- Surak Location in Punjab, India Surak Surak (India)
- Coordinates: 31°30′36″N 75°29′49″E﻿ / ﻿31.509904°N 75.496834°E
- Country: India
- State: Punjab
- District: Kapurthala

Government
- • Type: Panchayati raj (India)
- • Body: Gram panchayat

Population (2011)
- • Total: 549
- Sex ratio 280/269♂/♀

Languages
- • Official: Punjabi
- • Other spoken: Hindi
- Time zone: UTC+5:30 (IST)
- PIN: 144401
- Telephone code: 01822
- ISO 3166 code: IN-PB
- Vehicle registration: PB-09
- Website: kapurthala.gov.in

= Surak, Bhulath =

Surak is a village in Bhulath Tehsil in Kapurthala district of Punjab State, India.
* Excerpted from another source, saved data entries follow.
//! Candidate table - CSV → Vec<Entity> with a name index
//!
//! Headers are matched after normalisation (trimmed, lowercased, spaces and
//! dots turned into `_`), so `Type 1`, `type1` and `type_1` all land on the
//! primary type. Recognised columns:
//!
//! - `name` (required)
//! - `type1`/`type_1`, `type2`/`type_2`
//! - `role` (labels such as `DPS`, `Tank`, `Special DPS`)
//! - `is_legendary` (1/true/yes) or `category` (`legendary`) → restricted
//! - `against_<type>` → damage multiplier received from `<type>`
//! - every other column with a numeric value → stat (`total`, `sp_atk`,
//!   `sp_def` are stored as `base_total`, `sp_attack`, `sp_defense`)
//!
//! Empty cells are undefined, not zero.

use anyhow::{bail, Context, Result};
use roster_core::{assign_roles, stat, Entity, Role, RoleThresholds};
use rustc_hash::FxHashMap;
use std::io::Read;
use std::path::Path;

/// Names excluded from recommendations unless the caller opts back in
pub const DEFAULT_EXCLUSIONS: &[&str] = &[
    "Mew", "Celebi", "Jirachi", "Manaphy", "Darkrai", "Shaymin", "Arceus", "Victini", "Keldeo",
    "Meloetta", "Genesect", "Diancie", "Hoopa", "Volcanion", "Magearna", "Marshadow", "Zeraora",
    "Meltan", "Melmetal", "Zarude",
];

/// CSV parsing statistics
#[derive(Debug, Clone, Default, PartialEq, Eq)]
pub struct ParseStats {
    pub total_rows: u32,
    pub parsed: u32,
    pub failed: u32,
    /// Rows skipped because the name was already loaded
    pub duplicates: u32,
}

/// Loaded candidates, in file order, with case-insensitive lookup by name
#[derive(Debug, Clone, Default)]
pub struct CandidateTable {
    entities: Vec<Entity>,
    index: FxHashMap<String, usize>,
}

impl CandidateTable {
    /// Build a table from entities; later duplicates of a name are dropped
    pub fn from_entities(entities: Vec<Entity>) -> Self {
        let mut table = Self::default();
        for entity in entities {
            let name = entity.name.clone();
            if !table.insert(entity) {
                log::warn!("duplicate name '{}' skipped", name);
            }
        }
        table
    }

    fn insert(&mut self, entity: Entity) -> bool {
        let key = entity.name.to_lowercase();
        if self.index.contains_key(&key) {
            return false;
        }
        self.index.insert(key, self.entities.len());
        self.entities.push(entity);
        true
    }

    fn reindex(&mut self) {
        self.index = self
            .entities
            .iter()
            .enumerate()
            .map(|(i, e)| (e.name.to_lowercase(), i))
            .collect();
    }

    pub fn get(&self, name: &str) -> Option<&Entity> {
        self.index
            .get(&name.trim().to_lowercase())
            .map(|&i| &self.entities[i])
    }

    /// Like [`get`](Self::get), failing with `EntityNotFound`
    pub fn require(&self, name: &str) -> roster_core::Result<&Entity> {
        self.get(name)
            .ok_or_else(|| roster_core::RosterError::EntityNotFound {
                name: name.trim().to_string(),
            })
    }

    /// Resolve a list of names (e.g. an enemy roster) to owned entities
    pub fn resolve<S: AsRef<str>>(&self, names: &[S]) -> roster_core::Result<Vec<Entity>> {
        names
            .iter()
            .map(|n| self.require(n.as_ref()).cloned())
            .collect()
    }

    pub fn entities(&self) -> &[Entity] {
        &self.entities
    }

    pub fn len(&self) -> usize {
        self.entities.len()
    }

    pub fn is_empty(&self) -> bool {
        self.entities.is_empty()
    }

    /// True when at least one entity carries matchup data
    pub fn has_matchups(&self) -> bool {
        self.entities.iter().any(Entity::has_matchups)
    }

    /// Entities without a role label
    pub fn missing_roles(&self) -> usize {
        self.entities.iter().filter(|e| e.role.is_none()).count()
    }

    /// Remove entities by name (case-insensitive); returns how many were removed
    pub fn exclude_names<S: AsRef<str>>(&mut self, names: &[S]) -> usize {
        let excluded: Vec<String> = names
            .iter()
            .map(|n| n.as_ref().trim().to_lowercase())
            .collect();
        let before = self.entities.len();
        self.entities
            .retain(|e| !excluded.contains(&e.name.to_lowercase()));
        let removed = before - self.entities.len();
        if removed > 0 {
            self.reindex();
            log::debug!("excluded {} entities", removed);
        }
        removed
    }

    /// Fill in roles from population medians
    ///
    /// With `overwrite == false` labels read from the file are kept.
    pub fn classify_roles(&mut self, overwrite: bool) -> RoleThresholds {
        let thresholds = RoleThresholds::from_population(&self.entities);
        let assigned = assign_roles(&mut self.entities, &thresholds, overwrite);
        log::info!("classified {} entities by median thresholds", assigned);
        thresholds
    }
}

/// What a header column feeds into
#[derive(Debug, Clone, PartialEq)]
enum Column {
    Name,
    PrimaryType,
    SecondaryType,
    Role,
    Legendary,
    Category,
    Matchup(String),
    Stat(String),
}

fn normalize_header(header: &str) -> String {
    let lowered = header
        .trim_start_matches('\u{feff}')
        .trim()
        .to_lowercase()
        .replace([' ', '.', '-'], "_");
    let mut out = String::with_capacity(lowered.len());
    for c in lowered.chars() {
        if c == '_' && out.ends_with('_') {
            continue;
        }
        out.push(c);
    }
    out
}

fn classify_header(header: &str) -> Column {
    let key = normalize_header(header);
    match key.as_str() {
        "name" => Column::Name,
        "type1" | "type_1" | "primary_type" => Column::PrimaryType,
        "type2" | "type_2" | "secondary_type" => Column::SecondaryType,
        "role" => Column::Role,
        "is_legendary" | "legendary" => Column::Legendary,
        "category" => Column::Category,
        "total" => Column::Stat(stat::BASE_TOTAL.to_string()),
        "sp_atk" => Column::Stat(stat::SP_ATTACK.to_string()),
        "sp_def" => Column::Stat(stat::SP_DEFENSE.to_string()),
        _ => match key.strip_prefix("against_") {
            Some(ty) if !ty.is_empty() => Column::Matchup(ty.to_string()),
            _ => Column::Stat(key),
        },
    }
}

fn parse_flag(value: &str) -> bool {
    matches!(
        value.to_lowercase().as_str(),
        "1" | "1.0" | "true" | "yes" | "y"
    )
}

/// Load a candidate table from a CSV file
pub fn load_table(csv_path: &Path) -> Result<(CandidateTable, ParseStats)> {
    let file = std::fs::File::open(csv_path)
        .with_context(|| format!("Failed to open CSV file: {}", csv_path.display()))?;
    let (table, stats) = read_table(file)
        .with_context(|| format!("Failed to parse CSV file: {}", csv_path.display()))?;
    log::info!(
        "loaded {} entities from {} ({} rows, {} failed, {} duplicates)",
        table.len(),
        csv_path.display(),
        stats.total_rows,
        stats.failed,
        stats.duplicates
    );
    Ok((table, stats))
}

/// Parse a candidate table from any CSV source with a header row
pub fn read_table<R: Read>(reader: R) -> Result<(CandidateTable, ParseStats)> {
    let mut reader = csv::ReaderBuilder::new()
        .has_headers(true)
        .flexible(true)
        .trim(csv::Trim::All)
        .from_reader(reader);

    let columns: Vec<Column> = reader
        .headers()
        .context("Failed to read CSV header")?
        .iter()
        .map(classify_header)
        .collect();
    if !columns.contains(&Column::Name) {
        bail!("CSV header has no `name` column");
    }

    let mut table = CandidateTable::default();
    let mut stats = ParseStats::default();

    for (i, record) in reader.records().enumerate() {
        // header is line 1
        let line = i + 2;
        stats.total_rows += 1;
        let record = match record {
            Ok(r) => r,
            Err(e) => {
                stats.failed += 1;
                log::warn!("line {}: unreadable row: {}", line, e);
                continue;
            }
        };

        let Some(entity) = parse_row(&columns, &record, line) else {
            stats.failed += 1;
            continue;
        };

        let name = entity.name.clone();
        if table.insert(entity) {
            stats.parsed += 1;
        } else {
            stats.duplicates += 1;
            log::warn!("line {}: duplicate name '{}' skipped", line, name);
        }
    }

    Ok((table, stats))
}

fn parse_row(columns: &[Column], record: &csv::StringRecord, line: usize) -> Option<Entity> {
    let mut name = None;
    let mut primary = None;
    let mut secondary = None;
    let mut role = None;
    let mut restricted = false;
    let mut stats: Vec<(&str, f64)> = Vec::new();
    let mut matchups: Vec<(&str, f64)> = Vec::new();

    for (column, value) in columns.iter().zip(record.iter()) {
        if value.is_empty() {
            continue;
        }
        match column {
            Column::Name => name = Some(value),
            Column::PrimaryType => primary = Some(value),
            Column::SecondaryType => secondary = Some(value),
            Column::Role => {
                role = Role::from_label(value);
                if role.is_none() {
                    log::warn!("line {}: unknown role '{}' ignored", line, value);
                }
            }
            Column::Legendary => restricted |= parse_flag(value),
            Column::Category => restricted |= value.eq_ignore_ascii_case("legendary"),
            Column::Matchup(ty) => match value.parse::<f64>() {
                Ok(v) if v.is_finite() => matchups.push((ty.as_str(), v)),
                _ => log::warn!("line {}: invalid against_{} value '{}'", line, ty, value),
            },
            // free-text columns (japanese_name, classfication, ...) are not stats
            Column::Stat(key) => match value.parse::<f64>() {
                Ok(v) if v.is_finite() => stats.push((key.as_str(), v)),
                Ok(_) => log::warn!("line {}: non-finite {} value '{}'", line, key, value),
                Err(_) => {}
            },
        }
    }

    let Some(name) = name else {
        log::warn!("line {}: missing name", line);
        return None;
    };

    let mut entity = Entity::new(name)
        .with_types(primary, secondary)
        .with_restricted(restricted);
    entity.role = role;
    for (key, v) in stats {
        entity = entity.with_stat(key, v);
    }
    for (ty, v) in matchups {
        entity = entity.with_matchup(ty, v);
    }
    Some(entity)
}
It is located 5 km from Bhulath, 21 km away from district headquarter Kapurthala. The village is administrated by a Sarpanch, who is an elected representative.

== Demography ==
According to the report published by Census India in 2011,Surak has 123 houses with the total population of 549 persons of which 280 are male and 269 females. Literacy rate of Surak is 78.40%, higher than the state average of 75.84%. The population of children in the age group 0–6 years is 63 which is 11.48% of the total population. Child sex ratio is approximately 853, higher than the state average of 846.

== Population data ==

| Particulars | Total | Male | Female |
|---|---|---|---|
| Total No. of Houses | 123 | - | - |
| Population | 549 | 280 | 269 |
| Child (0-6) | 63 | 34 | 29 |
| Schedule Caste | 143 | 80 | 63 |
| Schedule Tribe | 0 | 0 | 0 |
| Literacy | 78.40 % | 83.74 % | 72.92 % |
| Total Workers | 132 | 123 | 9 |
| Main Worker | 131 | 0 | 0 |
| Marginal Worker | 1 | 0 | 1 |

As per census 2011, 132 people were engaged in work activities out of the total population of Surak which includes 123 males and 9 females. According to census survey report 2011, 99.24% workers (Employment or Earning more than 6 Months) describe their work as main work and 0.76% workers are involved in Marginal activity providing livelihood for less than 6 months.

== Caste ==
The village has schedule caste (SC) constitutes 26.05% of total population of the village and it doesn't have any Schedule Tribe (ST) population.

==List of cities near the village==
- Bhulath
- Kapurthala
- Phagwara
- Sultanpur Lodhi

==Air travel connectivity==
The closest International airport to the village is Sri Guru Ram Dass Jee International Airport.